** Opening Given entries block **

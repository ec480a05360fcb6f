//! Lexical analyzer

use std::rc::Rc;

use tracing::debug;

use crate::ctx::Context;
use crate::diag::{Diagnostics, LexError, Position};
use crate::token::{Literal, Token, TokenKind};

/// Turns source text into a sequence of tokens.
///
/// `start` and `current` are byte offsets into `source` delimiting the lexeme being scanned.
#[derive(Debug)]
pub struct Scanner<'s> {
    source: &'s str,
    start: usize,
    current: usize,
    line: Position,
    ctx: Rc<Context>,
    tokens: Vec<Token>,
}

impl<'s> Scanner<'s> {
    /// Creates a new scanner operating on `source`.
    pub fn new(source: &'s str, ctx: Rc<Context>) -> Scanner<'s> {
        Scanner {
            source,
            start: 0,
            current: 0,
            line: 1,
            ctx,
            tokens: vec![],
        }
    }

    /// Scans the whole source.
    ///
    /// Never fails: bad characters and unterminated strings are recorded into `diags` and
    /// scanning resumes right after them.  The result always ends with a single `Eof` token.
    pub fn scan(mut self, diags: &mut Diagnostics) -> Vec<Token> {
        while !self.is_at_end() {
            self.start = self.current;
            self.scan_token(diags);
        }

        let eof = self.ctx.symbol("");
        self.tokens
            .push(Token::new(TokenKind::Eof, eof, None, self.line));
        debug!(tokens = self.tokens.len(), lines = self.line, "scan finished");
        self.tokens
    }

    fn scan_token(&mut self, diags: &mut Diagnostics) {
        let ch = match self.advance() {
            Some(ch) => ch,
            None => return,
        };
        match ch {
            '(' => self.add_token(TokenKind::LeftParen),
            ')' => self.add_token(TokenKind::RightParen),
            '{' => self.add_token(TokenKind::LeftBrace),
            '}' => self.add_token(TokenKind::RightBrace),
            ',' => self.add_token(TokenKind::Comma),
            '.' => self.add_token(TokenKind::Dot),
            '-' => self.add_token(TokenKind::Minus),
            '+' => self.add_token(TokenKind::Plus),
            ';' => self.add_token(TokenKind::Semicolon),
            '*' => self.add_token(TokenKind::Star),
            '!' => self.add_either('=', TokenKind::BangEqual, TokenKind::Bang),
            '=' => self.add_either('=', TokenKind::EqualEqual, TokenKind::Equal),
            '<' => self.add_either('=', TokenKind::LessEqual, TokenKind::Less),
            '>' => self.add_either('=', TokenKind::GreaterEqual, TokenKind::Greater),
            '/' => {
                if self.matches('/') {
                    self.skip_comment();
                } else {
                    self.add_token(TokenKind::Slash);
                }
            }
            ' ' | '\r' | '\t' => (),
            '\n' => self.line += 1,
            '"' => self.scan_string(diags),
            '0'..='9' => self.scan_number(diags),
            'a'..='z' | 'A'..='Z' | '_' => self.scan_identifier(),
            _ => diags.lexical(self.line, LexError::UnexpectedChar(ch)),
        }
    }

    fn skip_comment(&mut self) {
        while matches!(self.peek(), Some(ch) if ch != '\n') {
            self.advance();
        }
    }

    fn scan_string(&mut self, diags: &mut Diagnostics) {
        while let Some(ch) = self.peek() {
            if ch == '"' {
                break;
            }
            if ch == '\n' {
                self.line += 1;
            }
            self.advance();
        }

        if self.is_at_end() {
            diags.lexical(self.line, LexError::UnterminatedString);
            return;
        }

        // closing quote
        self.advance();
        let source = self.source;
        let value = Literal::Str(Rc::from(&source[self.start + 1..self.current - 1]));
        self.push_token(TokenKind::String, Some(value));
    }

    fn scan_number(&mut self, diags: &mut Diagnostics) {
        self.skip_digits();

        // A dot is part of the number only when a digit follows it.
        if self.peek() == Some('.') && matches!(self.peek_next(), Some(ch) if ch.is_ascii_digit())
        {
            self.advance();
            self.skip_digits();
        }

        // Digits with an optional fraction always parse; the error arm is unreachable in practice.
        match self.lexeme().parse::<f64>() {
            Ok(n) => self.push_token(TokenKind::Number, Some(Literal::Number(n))),
            Err(_) => diags.lexical(
                self.line,
                LexError::BadNumberLiteral(self.lexeme().to_string()),
            ),
        }
    }

    fn skip_digits(&mut self) {
        while matches!(self.peek(), Some(ch) if ch.is_ascii_digit()) {
            self.advance();
        }
    }

    fn scan_identifier(&mut self) {
        while matches!(self.peek(), Some(ch) if ch.is_ascii_alphanumeric() || ch == '_') {
            self.advance();
        }

        let sym = self.ctx.symbol(self.lexeme());
        let kind = self.ctx.keyword(&sym).unwrap_or(TokenKind::Identifier);
        self.tokens.push(Token::new(kind, sym, None, self.line));
    }

    fn add_either(&mut self, second: char, matched: TokenKind, single: TokenKind) {
        let kind = if self.matches(second) { matched } else { single };
        self.add_token(kind);
    }

    fn add_token(&mut self, kind: TokenKind) {
        self.push_token(kind, None);
    }

    fn push_token(&mut self, kind: TokenKind, literal: Option<Literal>) {
        let lexeme = self.ctx.symbol(self.lexeme());
        self.tokens
            .push(Token::new(kind, lexeme, literal, self.line));
    }

    fn lexeme(&self) -> &'s str {
        let source = self.source;
        &source[self.start..self.current]
    }

    fn is_at_end(&self) -> bool {
        self.current >= self.source.len()
    }

    fn peek(&self) -> Option<char> {
        self.source[self.current..].chars().next()
    }

    fn peek_next(&self) -> Option<char> {
        self.source[self.current..].chars().nth(1)
    }

    fn advance(&mut self) -> Option<char> {
        let ch = self.peek()?;
        self.current += ch.len_utf8();
        Some(ch)
    }

    fn matches(&mut self, expected: char) -> bool {
        if self.peek() == Some(expected) {
            self.current += expected.len_utf8();
            true
        } else {
            false
        }
    }
}

#[cfg(test)]
mod tests {
    use super::*;
    use crate::diag::DiagnosticKind;

    fn scan(input: &str) -> (Vec<Token>, Diagnostics) {
        let ctx = Context::new();
        let mut diags = Diagnostics::new();
        let tokens = Scanner::new(input, ctx).scan(&mut diags);
        (tokens, diags)
    }

    /// Kinds of the scanned tokens, without the trailing `Eof`.
    fn kinds(input: &str) -> Vec<TokenKind> {
        let (tokens, diags) = scan(input);
        assert!(!diags.has_errors(), "unexpected diagnostics: {}", diags);
        let mut kinds: Vec<_> = tokens.iter().map(|t| t.kind).collect();
        assert_eq!(kinds.pop(), Some(TokenKind::Eof));
        kinds
    }

    #[test]
    fn empty_source_yields_eof() {
        let (tokens, diags) = scan("");
        assert!(diags.is_empty());
        assert_eq!(tokens.len(), 1);
        assert_eq!(tokens[0].kind, TokenKind::Eof);
        assert_eq!(tokens[0].line, 1);
    }

    #[test]
    fn single_char_tokens() {
        assert_eq!(
            kinds("(){},.-+;*/"),
            vec![
                TokenKind::LeftParen,
                TokenKind::RightParen,
                TokenKind::LeftBrace,
                TokenKind::RightBrace,
                TokenKind::Comma,
                TokenKind::Dot,
                TokenKind::Minus,
                TokenKind::Plus,
                TokenKind::Semicolon,
                TokenKind::Star,
                TokenKind::Slash,
            ]
        );
    }

    #[test]
    fn two_char_tokens_use_lookahead() {
        assert_eq!(
            kinds("! != = == < <= > >="),
            vec![
                TokenKind::Bang,
                TokenKind::BangEqual,
                TokenKind::Equal,
                TokenKind::EqualEqual,
                TokenKind::Less,
                TokenKind::LessEqual,
                TokenKind::Greater,
                TokenKind::GreaterEqual,
            ]
        );
        assert_eq!(kinds("!=="), vec![TokenKind::BangEqual, TokenKind::Equal]);
    }

    #[test]
    fn comments_run_to_end_of_line() {
        assert_eq!(
            kinds("1 // 2 3\n4"),
            vec![TokenKind::Number, TokenKind::Number]
        );
        assert_eq!(kinds("// only a comment"), vec![]);
    }

    #[test]
    fn lexemes_are_exact_source_text() {
        let (tokens, _) = scan("foo >= 12.5");
        let lexemes: Vec<_> = tokens.iter().map(|t| t.lexeme.as_str()).collect();
        assert_eq!(lexemes, vec!["foo", ">=", "12.5", ""]);
    }

    #[test]
    fn numbers_decode_to_f64() {
        let (tokens, _) = scan("42 4.25");
        assert_eq!(tokens[0].literal, Some(Literal::Number(42.0)));
        assert_eq!(tokens[1].literal, Some(Literal::Number(4.25)));
    }

    #[test]
    fn trailing_dot_is_not_part_of_number() {
        let (tokens, _) = scan("1.");
        assert_eq!(tokens[0].kind, TokenKind::Number);
        assert_eq!(tokens[0].literal, Some(Literal::Number(1.0)));
        assert_eq!(tokens[1].kind, TokenKind::Dot);
        assert_eq!(kinds("1.x"), vec![
            TokenKind::Number,
            TokenKind::Dot,
            TokenKind::Identifier
        ]);
    }

    #[test]
    fn strings_drop_quotes() {
        let (tokens, _) = scan("\"hello world\"");
        assert_eq!(tokens[0].kind, TokenKind::String);
        assert_eq!(tokens[0].lexeme.as_str(), "\"hello world\"");
        assert_eq!(tokens[0].literal, Some(Literal::Str(Rc::from("hello world"))));
    }

    #[test]
    fn multi_line_string_counts_lines() {
        let (tokens, _) = scan("\"a\nb\" x");
        assert_eq!(tokens[0].literal, Some(Literal::Str(Rc::from("a\nb"))));
        assert_eq!(tokens[1].line, 2);
    }

    #[test]
    fn unterminated_string_is_reported_without_token() {
        let (tokens, diags) = scan("1 \"abc\ndef");
        assert_eq!(tokens.len(), 2);
        assert_eq!(tokens[0].kind, TokenKind::Number);
        assert_eq!(tokens[1].kind, TokenKind::Eof);
        let reported: Vec<_> = diags.iter().collect();
        assert_eq!(reported.len(), 1);
        assert_eq!(reported[0].line, 2);
        assert_eq!(
            reported[0].kind,
            DiagnosticKind::Lexical(LexError::UnterminatedString)
        );
    }

    #[test]
    fn unexpected_character_does_not_stop_scanning() {
        let (tokens, diags) = scan("1 @ 2 # 3");
        let numbers = tokens
            .iter()
            .filter(|t| t.kind == TokenKind::Number)
            .count();
        assert_eq!(numbers, 3);
        let errors: Vec<_> = diags.iter().map(|d| d.kind.clone()).collect();
        assert_eq!(
            errors,
            vec![
                DiagnosticKind::Lexical(LexError::UnexpectedChar('@')),
                DiagnosticKind::Lexical(LexError::UnexpectedChar('#')),
            ]
        );
    }

    #[test]
    fn modulo_is_not_an_operator() {
        let (_, diags) = scan("5 % 2");
        assert_eq!(diags.len(), 1);
    }

    #[test]
    fn identifiers_continue_with_digits_and_underscores() {
        let (tokens, _) = scan("f foo _foo t42 a_b");
        let names: Vec<_> = tokens
            .iter()
            .filter(|t| t.kind == TokenKind::Identifier)
            .map(|t| t.lexeme.as_str())
            .collect();
        assert_eq!(names, vec!["f", "foo", "_foo", "t42", "a_b"]);
    }

    #[test]
    fn keywords() {
        assert_eq!(
            kinds("and class else false for fun if nil or print return super this true var while"),
            vec![
                TokenKind::And,
                TokenKind::Class,
                TokenKind::Else,
                TokenKind::False,
                TokenKind::For,
                TokenKind::Fun,
                TokenKind::If,
                TokenKind::Nil,
                TokenKind::Or,
                TokenKind::Print,
                TokenKind::Return,
                TokenKind::Super,
                TokenKind::This,
                TokenKind::True,
                TokenKind::Var,
                TokenKind::While,
            ]
        );
    }

    #[test]
    fn keyword_prefix_is_an_identifier() {
        assert_eq!(kinds("orchid variable"), vec![
            TokenKind::Identifier,
            TokenKind::Identifier
        ]);
    }

    #[test]
    fn scanner_keeps_track_of_lines() {
        let (tokens, _) = scan("1\n2 3\r\n\n4");
        let lines: Vec<_> = tokens.iter().map(|t| t.line).collect();
        assert_eq!(lines, vec![1, 2, 2, 4, 4]);
    }

    #[test]
    fn same_identifier_shares_symbol() {
        let (tokens, _) = scan("abc abc");
        assert_eq!(tokens[0].lexeme, tokens[1].lexeme);
    }
}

** Closing Given entries block **

◆ Activity: Which lines of the material above hold the string "LexError"? Pull them out.

◆ Exercise response:
use crate::diag::{Diagnostics, LexError, Position};
            _ => diags.lexical(self.line, LexError::UnexpectedChar(ch)),
            diags.lexical(self.line, LexError::UnterminatedString);
                LexError::BadNumberLiteral(self.lexeme().to_string()),
            DiagnosticKind::Lexical(LexError::UnterminatedString)
                DiagnosticKind::Lexical(LexError::UnexpectedChar('@')),
                DiagnosticKind::Lexical(LexError::UnexpectedChar('#')),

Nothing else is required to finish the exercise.